■ **ENTRIES SUPPLIED**:

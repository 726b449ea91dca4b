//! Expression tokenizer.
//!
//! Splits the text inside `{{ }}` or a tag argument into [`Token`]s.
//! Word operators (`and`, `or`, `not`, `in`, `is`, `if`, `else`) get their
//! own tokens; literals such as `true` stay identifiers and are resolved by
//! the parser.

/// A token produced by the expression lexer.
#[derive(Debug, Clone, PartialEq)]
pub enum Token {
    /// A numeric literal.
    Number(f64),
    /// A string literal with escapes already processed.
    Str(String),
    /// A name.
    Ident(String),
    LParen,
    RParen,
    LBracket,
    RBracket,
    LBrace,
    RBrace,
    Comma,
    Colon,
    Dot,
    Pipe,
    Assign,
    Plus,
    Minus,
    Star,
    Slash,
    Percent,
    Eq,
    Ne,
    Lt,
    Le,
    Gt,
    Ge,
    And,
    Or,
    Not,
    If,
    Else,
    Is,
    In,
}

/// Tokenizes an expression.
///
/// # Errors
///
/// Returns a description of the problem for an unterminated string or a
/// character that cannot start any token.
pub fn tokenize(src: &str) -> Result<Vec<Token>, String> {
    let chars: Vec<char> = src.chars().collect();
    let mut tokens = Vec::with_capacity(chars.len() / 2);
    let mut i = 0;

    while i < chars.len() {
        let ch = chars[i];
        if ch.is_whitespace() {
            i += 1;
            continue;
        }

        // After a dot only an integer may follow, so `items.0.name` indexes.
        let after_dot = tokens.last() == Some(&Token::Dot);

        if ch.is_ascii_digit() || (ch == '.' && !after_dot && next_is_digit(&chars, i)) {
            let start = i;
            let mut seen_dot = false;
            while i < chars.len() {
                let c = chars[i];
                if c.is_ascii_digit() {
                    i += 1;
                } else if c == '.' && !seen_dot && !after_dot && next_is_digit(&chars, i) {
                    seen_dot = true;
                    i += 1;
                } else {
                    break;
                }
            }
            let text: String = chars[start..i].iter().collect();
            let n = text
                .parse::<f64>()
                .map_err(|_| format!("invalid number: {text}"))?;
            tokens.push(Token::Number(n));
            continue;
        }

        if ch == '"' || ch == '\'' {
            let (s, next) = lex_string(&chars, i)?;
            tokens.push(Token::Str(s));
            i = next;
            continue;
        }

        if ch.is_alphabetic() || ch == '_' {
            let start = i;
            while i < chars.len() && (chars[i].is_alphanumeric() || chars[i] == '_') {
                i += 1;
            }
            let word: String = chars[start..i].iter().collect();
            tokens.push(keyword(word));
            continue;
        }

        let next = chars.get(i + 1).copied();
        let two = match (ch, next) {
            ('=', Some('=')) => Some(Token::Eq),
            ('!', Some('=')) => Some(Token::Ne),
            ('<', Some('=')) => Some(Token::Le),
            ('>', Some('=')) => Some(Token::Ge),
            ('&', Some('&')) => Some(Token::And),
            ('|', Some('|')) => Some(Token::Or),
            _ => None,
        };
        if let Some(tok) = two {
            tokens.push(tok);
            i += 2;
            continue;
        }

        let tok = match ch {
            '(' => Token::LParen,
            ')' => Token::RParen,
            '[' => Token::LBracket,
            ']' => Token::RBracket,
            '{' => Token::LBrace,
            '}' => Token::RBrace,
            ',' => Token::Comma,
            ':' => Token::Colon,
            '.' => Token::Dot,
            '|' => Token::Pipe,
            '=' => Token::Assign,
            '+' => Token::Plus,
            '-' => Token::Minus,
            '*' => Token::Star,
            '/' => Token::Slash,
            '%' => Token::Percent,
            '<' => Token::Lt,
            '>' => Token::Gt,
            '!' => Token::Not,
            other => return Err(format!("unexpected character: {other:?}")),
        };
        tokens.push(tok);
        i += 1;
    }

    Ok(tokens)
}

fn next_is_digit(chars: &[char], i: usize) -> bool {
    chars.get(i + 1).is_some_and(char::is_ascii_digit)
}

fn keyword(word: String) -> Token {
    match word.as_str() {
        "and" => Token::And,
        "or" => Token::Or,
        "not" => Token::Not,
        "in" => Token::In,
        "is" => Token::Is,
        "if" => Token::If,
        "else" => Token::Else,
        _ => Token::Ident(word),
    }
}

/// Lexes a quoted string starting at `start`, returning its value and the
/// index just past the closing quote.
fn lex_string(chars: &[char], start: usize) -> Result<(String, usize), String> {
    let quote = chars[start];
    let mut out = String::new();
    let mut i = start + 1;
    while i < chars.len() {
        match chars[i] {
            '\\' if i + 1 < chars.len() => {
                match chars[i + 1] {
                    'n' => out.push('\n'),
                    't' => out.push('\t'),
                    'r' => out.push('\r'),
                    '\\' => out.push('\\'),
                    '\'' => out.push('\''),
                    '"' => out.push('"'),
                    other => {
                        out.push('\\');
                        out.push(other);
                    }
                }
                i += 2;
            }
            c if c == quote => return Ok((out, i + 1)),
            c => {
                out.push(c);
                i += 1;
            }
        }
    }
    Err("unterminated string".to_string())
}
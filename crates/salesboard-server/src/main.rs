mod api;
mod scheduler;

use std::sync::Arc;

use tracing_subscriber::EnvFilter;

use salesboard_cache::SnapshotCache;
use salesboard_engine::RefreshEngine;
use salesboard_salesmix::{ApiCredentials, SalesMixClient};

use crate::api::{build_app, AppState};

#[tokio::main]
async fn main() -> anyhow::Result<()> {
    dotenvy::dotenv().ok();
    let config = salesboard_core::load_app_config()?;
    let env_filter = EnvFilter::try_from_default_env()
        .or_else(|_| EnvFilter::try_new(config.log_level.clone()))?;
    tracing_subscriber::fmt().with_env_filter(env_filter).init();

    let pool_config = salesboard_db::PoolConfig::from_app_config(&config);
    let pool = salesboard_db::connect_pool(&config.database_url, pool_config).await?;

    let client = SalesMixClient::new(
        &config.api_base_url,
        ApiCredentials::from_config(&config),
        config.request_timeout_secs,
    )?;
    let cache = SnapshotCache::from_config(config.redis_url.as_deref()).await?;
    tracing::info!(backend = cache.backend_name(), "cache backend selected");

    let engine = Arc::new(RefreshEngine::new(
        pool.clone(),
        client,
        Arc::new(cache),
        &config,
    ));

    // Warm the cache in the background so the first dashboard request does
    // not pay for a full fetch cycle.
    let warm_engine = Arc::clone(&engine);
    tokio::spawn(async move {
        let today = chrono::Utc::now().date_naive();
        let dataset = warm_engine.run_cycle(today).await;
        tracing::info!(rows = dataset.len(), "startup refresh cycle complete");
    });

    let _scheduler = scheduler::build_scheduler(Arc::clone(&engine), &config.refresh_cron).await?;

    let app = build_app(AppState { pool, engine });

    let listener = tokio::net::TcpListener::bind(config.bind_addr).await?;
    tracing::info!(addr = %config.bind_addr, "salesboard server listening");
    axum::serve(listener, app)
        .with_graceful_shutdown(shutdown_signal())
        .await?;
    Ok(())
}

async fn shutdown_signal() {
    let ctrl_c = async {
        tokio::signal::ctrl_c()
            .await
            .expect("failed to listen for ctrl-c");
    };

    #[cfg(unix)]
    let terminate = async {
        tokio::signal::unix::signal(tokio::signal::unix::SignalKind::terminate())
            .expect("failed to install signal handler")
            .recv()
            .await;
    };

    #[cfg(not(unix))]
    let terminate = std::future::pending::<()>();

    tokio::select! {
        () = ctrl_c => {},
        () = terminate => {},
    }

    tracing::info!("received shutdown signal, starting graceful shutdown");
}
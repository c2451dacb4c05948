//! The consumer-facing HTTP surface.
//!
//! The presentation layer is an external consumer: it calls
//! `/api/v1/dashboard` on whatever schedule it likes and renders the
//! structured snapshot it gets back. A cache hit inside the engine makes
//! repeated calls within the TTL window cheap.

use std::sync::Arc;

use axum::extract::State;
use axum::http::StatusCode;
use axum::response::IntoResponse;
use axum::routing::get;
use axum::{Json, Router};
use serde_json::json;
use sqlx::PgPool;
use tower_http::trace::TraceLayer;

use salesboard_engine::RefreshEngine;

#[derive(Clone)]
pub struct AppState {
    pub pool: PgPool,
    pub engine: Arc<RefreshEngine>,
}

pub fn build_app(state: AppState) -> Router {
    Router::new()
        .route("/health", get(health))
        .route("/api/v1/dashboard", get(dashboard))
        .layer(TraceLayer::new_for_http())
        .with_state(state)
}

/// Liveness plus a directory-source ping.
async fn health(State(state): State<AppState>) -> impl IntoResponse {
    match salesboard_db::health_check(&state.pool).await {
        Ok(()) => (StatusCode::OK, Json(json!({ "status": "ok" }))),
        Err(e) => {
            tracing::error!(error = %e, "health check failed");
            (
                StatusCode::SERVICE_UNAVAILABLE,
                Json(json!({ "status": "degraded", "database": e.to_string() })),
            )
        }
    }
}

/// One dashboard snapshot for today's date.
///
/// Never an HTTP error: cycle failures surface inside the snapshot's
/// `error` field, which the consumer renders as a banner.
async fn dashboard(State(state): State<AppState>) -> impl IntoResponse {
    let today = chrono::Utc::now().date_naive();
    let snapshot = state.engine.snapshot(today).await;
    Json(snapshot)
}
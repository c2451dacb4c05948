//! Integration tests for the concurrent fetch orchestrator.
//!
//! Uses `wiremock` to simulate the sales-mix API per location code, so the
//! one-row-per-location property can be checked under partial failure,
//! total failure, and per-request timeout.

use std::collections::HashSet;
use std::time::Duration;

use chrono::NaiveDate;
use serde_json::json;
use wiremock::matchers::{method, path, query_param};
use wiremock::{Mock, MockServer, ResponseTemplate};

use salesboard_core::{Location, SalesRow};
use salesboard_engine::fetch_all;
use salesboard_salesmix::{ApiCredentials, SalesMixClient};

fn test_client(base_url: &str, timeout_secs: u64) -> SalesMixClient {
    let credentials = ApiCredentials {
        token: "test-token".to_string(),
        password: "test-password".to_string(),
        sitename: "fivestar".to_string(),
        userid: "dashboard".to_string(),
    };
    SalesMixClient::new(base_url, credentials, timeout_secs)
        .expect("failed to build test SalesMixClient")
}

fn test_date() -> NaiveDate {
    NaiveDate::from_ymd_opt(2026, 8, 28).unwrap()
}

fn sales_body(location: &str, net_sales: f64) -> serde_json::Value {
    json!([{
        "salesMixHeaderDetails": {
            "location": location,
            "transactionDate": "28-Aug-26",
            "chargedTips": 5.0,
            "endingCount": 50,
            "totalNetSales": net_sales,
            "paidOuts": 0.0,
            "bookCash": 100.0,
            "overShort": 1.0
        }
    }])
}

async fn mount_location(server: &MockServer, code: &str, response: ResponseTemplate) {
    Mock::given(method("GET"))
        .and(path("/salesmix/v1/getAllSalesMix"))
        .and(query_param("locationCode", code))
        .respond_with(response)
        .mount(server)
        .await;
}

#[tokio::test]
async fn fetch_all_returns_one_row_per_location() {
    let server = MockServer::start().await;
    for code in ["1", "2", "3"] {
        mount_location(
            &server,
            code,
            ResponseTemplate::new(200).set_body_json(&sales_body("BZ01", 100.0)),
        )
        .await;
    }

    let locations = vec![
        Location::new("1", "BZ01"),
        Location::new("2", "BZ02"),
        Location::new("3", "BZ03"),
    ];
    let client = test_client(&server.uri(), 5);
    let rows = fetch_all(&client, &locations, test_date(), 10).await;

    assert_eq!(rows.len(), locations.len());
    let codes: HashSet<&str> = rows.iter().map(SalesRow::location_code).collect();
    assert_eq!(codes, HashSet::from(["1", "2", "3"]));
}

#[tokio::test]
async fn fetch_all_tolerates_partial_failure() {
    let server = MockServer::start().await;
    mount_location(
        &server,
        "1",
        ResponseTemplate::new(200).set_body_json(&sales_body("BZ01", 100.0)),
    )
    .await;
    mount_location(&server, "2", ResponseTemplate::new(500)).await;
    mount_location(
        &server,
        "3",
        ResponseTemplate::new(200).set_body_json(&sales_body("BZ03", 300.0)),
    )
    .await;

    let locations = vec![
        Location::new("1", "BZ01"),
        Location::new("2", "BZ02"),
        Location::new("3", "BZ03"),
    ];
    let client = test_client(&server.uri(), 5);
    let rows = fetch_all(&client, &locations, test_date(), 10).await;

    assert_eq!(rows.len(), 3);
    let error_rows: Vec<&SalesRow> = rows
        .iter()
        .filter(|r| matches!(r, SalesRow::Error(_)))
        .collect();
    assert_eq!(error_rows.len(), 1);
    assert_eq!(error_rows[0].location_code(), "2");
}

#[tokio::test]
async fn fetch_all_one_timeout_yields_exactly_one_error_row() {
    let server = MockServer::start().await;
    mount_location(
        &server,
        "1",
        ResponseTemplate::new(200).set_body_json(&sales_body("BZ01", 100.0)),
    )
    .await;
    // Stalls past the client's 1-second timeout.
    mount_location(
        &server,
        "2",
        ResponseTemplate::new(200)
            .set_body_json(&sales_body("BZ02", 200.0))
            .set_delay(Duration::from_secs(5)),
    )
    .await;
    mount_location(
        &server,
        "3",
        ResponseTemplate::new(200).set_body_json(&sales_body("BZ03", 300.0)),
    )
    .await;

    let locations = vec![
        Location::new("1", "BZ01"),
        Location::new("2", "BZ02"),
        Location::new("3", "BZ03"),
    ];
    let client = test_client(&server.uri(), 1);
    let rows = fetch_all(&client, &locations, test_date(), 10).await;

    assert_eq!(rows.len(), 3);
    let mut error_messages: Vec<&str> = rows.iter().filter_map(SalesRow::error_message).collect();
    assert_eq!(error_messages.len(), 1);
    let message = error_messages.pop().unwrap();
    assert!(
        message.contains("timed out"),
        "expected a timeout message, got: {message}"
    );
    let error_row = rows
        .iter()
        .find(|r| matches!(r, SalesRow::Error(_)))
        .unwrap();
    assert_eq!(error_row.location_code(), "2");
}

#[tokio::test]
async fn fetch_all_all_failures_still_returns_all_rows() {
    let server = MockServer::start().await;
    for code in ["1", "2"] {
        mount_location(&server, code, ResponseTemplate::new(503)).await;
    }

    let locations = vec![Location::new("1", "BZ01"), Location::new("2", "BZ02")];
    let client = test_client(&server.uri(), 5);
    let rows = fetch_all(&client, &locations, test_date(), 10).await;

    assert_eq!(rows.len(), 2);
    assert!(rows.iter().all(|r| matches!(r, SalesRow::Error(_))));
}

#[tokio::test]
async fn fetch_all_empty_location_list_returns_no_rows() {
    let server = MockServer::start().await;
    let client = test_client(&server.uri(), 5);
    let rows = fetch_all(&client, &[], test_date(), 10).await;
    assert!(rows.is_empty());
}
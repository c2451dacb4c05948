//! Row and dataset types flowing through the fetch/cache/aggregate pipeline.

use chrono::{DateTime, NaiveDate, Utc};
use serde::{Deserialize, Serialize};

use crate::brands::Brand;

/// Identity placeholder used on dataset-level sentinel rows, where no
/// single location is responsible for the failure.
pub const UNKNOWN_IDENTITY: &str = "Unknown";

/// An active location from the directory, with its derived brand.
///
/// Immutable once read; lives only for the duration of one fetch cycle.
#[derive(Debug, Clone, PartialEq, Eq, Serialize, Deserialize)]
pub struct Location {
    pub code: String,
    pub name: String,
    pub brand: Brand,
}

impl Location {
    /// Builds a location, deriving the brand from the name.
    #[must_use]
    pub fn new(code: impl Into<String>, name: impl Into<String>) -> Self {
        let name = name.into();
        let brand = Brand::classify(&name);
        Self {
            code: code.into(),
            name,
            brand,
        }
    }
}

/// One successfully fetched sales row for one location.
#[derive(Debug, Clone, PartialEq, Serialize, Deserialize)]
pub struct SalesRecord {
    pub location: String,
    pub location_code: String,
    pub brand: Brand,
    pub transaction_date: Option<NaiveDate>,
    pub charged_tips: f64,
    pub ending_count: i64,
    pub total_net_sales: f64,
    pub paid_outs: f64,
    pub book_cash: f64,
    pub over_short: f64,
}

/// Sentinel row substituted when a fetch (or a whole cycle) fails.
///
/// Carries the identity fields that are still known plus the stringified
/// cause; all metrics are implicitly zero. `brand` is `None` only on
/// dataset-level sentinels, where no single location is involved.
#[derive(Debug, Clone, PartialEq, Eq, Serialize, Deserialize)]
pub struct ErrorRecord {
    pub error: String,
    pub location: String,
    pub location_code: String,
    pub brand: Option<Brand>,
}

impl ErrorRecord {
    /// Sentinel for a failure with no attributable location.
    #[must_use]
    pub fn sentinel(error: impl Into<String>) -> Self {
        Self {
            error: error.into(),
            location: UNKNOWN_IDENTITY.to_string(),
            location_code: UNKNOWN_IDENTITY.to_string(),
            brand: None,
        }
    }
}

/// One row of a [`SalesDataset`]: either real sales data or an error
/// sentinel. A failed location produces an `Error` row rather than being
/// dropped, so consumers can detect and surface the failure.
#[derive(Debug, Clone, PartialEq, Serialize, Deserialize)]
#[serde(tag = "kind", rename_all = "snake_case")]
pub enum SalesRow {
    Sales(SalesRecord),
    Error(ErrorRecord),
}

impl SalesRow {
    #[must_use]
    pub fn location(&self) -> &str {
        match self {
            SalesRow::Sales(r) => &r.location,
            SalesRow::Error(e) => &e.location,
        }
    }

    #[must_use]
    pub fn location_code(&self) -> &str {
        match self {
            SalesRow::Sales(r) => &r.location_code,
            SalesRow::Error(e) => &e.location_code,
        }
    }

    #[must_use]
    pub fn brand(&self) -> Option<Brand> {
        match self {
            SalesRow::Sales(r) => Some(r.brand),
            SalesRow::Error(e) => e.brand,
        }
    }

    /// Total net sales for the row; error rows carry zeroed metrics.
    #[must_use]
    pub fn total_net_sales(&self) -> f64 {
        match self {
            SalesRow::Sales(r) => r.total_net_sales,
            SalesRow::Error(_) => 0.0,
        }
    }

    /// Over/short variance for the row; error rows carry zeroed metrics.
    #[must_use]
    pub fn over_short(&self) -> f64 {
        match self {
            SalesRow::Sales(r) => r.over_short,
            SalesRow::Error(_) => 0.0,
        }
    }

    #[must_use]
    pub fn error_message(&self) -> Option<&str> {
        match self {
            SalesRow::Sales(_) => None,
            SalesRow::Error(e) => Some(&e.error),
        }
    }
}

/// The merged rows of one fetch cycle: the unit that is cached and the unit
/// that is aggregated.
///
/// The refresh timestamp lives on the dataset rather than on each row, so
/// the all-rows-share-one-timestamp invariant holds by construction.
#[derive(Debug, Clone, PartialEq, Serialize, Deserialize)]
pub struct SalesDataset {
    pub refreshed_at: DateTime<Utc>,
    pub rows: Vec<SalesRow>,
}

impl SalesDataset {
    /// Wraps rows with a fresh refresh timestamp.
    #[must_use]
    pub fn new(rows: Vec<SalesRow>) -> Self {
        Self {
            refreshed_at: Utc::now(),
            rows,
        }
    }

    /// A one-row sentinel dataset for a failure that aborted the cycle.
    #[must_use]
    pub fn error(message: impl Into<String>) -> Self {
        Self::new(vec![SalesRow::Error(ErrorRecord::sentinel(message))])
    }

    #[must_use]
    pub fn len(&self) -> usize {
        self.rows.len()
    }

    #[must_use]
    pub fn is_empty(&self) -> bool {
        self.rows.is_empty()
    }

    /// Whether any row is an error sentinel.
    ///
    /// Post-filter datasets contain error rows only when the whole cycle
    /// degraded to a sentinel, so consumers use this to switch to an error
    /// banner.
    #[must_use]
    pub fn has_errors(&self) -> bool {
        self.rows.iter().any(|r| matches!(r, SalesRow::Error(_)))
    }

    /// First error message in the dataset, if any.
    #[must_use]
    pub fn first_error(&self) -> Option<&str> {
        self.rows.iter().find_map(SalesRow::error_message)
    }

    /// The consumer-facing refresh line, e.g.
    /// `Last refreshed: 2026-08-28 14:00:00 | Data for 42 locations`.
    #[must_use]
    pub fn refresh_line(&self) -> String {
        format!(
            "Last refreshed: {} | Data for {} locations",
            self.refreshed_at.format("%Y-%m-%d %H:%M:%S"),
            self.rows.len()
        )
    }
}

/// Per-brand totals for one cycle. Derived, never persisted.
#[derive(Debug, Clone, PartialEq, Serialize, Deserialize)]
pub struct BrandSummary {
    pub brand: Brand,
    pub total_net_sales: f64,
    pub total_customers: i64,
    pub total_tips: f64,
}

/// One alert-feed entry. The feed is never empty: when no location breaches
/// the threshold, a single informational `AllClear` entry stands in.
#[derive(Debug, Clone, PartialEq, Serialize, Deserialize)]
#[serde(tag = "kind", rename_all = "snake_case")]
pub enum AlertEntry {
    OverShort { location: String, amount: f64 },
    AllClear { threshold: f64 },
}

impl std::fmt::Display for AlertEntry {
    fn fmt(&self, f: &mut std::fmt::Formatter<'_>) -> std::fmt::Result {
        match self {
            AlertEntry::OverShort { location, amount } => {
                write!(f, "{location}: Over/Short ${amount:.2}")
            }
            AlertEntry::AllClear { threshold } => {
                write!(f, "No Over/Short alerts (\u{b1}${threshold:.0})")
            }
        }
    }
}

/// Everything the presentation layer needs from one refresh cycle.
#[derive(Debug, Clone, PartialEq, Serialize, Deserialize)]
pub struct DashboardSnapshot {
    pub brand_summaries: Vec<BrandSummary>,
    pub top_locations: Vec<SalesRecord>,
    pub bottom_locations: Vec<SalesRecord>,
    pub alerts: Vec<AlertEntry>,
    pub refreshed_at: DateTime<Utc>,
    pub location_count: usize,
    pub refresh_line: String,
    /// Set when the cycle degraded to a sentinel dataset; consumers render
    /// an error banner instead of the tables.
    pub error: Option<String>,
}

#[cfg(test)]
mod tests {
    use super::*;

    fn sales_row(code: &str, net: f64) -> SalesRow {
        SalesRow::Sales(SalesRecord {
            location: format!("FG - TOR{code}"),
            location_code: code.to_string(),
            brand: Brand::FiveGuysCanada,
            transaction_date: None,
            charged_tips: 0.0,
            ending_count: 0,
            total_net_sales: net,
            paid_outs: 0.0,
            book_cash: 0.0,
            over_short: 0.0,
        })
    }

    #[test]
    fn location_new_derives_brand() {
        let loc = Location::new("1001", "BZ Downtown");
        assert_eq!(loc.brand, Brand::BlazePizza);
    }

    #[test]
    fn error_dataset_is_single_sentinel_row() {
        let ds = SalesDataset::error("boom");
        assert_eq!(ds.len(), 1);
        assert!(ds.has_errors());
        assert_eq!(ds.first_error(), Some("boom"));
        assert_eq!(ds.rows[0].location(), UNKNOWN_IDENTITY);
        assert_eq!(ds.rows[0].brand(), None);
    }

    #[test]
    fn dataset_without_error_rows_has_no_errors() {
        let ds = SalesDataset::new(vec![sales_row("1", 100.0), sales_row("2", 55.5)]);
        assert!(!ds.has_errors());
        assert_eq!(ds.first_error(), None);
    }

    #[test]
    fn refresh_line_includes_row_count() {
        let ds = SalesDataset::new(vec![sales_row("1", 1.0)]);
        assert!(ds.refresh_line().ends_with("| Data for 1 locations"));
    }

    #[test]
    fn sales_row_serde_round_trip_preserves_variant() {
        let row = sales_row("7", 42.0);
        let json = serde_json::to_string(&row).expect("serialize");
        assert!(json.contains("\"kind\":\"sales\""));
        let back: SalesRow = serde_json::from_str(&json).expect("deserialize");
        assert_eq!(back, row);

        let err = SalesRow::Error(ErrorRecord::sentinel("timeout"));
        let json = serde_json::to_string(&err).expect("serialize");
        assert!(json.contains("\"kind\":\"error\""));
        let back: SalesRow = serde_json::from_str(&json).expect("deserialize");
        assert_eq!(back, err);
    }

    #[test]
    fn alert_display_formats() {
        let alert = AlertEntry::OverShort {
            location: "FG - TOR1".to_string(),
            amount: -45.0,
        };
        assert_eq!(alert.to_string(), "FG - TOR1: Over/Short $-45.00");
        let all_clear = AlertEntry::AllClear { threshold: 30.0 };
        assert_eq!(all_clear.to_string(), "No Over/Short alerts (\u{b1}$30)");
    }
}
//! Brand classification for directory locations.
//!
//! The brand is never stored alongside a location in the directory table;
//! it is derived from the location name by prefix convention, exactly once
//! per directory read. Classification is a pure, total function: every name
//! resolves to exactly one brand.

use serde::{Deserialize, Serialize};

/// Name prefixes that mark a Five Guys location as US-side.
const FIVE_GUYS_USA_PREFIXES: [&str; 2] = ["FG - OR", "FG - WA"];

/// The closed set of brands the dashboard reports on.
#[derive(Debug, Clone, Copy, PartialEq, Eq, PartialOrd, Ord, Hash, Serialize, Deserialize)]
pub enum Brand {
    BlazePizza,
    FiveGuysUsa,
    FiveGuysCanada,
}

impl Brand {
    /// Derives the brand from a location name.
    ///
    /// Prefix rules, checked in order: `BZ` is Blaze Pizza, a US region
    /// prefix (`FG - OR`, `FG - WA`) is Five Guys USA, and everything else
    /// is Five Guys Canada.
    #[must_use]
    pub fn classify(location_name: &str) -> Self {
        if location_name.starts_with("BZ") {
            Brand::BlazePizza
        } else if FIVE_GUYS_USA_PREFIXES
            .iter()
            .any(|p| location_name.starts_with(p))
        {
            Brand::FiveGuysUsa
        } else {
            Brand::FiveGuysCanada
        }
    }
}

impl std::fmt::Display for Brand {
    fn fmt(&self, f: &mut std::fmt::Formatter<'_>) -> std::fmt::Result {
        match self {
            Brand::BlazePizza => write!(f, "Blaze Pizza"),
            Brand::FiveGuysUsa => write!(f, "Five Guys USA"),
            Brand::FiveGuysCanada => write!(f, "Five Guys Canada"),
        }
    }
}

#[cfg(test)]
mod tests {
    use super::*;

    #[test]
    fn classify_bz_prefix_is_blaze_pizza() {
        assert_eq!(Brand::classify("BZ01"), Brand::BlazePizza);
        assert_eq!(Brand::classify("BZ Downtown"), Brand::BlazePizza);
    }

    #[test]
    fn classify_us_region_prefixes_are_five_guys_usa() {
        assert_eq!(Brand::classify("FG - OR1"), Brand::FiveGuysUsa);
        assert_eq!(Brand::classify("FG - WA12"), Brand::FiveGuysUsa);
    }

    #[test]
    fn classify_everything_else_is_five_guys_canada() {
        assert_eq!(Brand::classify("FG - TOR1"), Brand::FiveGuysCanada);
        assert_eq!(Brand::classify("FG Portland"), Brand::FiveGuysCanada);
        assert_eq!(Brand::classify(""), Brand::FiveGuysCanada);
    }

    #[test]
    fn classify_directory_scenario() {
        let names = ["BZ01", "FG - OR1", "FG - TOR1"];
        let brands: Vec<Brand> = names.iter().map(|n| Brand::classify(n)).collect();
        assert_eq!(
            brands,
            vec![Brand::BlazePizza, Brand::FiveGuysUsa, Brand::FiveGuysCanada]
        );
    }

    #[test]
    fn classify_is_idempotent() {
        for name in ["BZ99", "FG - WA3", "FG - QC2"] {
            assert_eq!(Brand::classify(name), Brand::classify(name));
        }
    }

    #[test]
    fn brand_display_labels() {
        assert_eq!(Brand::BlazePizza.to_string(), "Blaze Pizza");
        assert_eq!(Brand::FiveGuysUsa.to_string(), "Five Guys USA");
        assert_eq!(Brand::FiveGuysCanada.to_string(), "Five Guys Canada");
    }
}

■ **WHAT TO PRODUCE**: A complete answer gives every line of the data that includes "AlertEntry".

■ **TASK RESULT**:
pub enum AlertEntry {
impl std::fmt::Display for AlertEntry {
            AlertEntry::OverShort { location, amount } => {
            AlertEntry::AllClear { threshold } => {
    pub alerts: Vec<AlertEntry>,
        let alert = AlertEntry::OverShort {
        let all_clear = AlertEntry::AllClear { threshold: 30.0 };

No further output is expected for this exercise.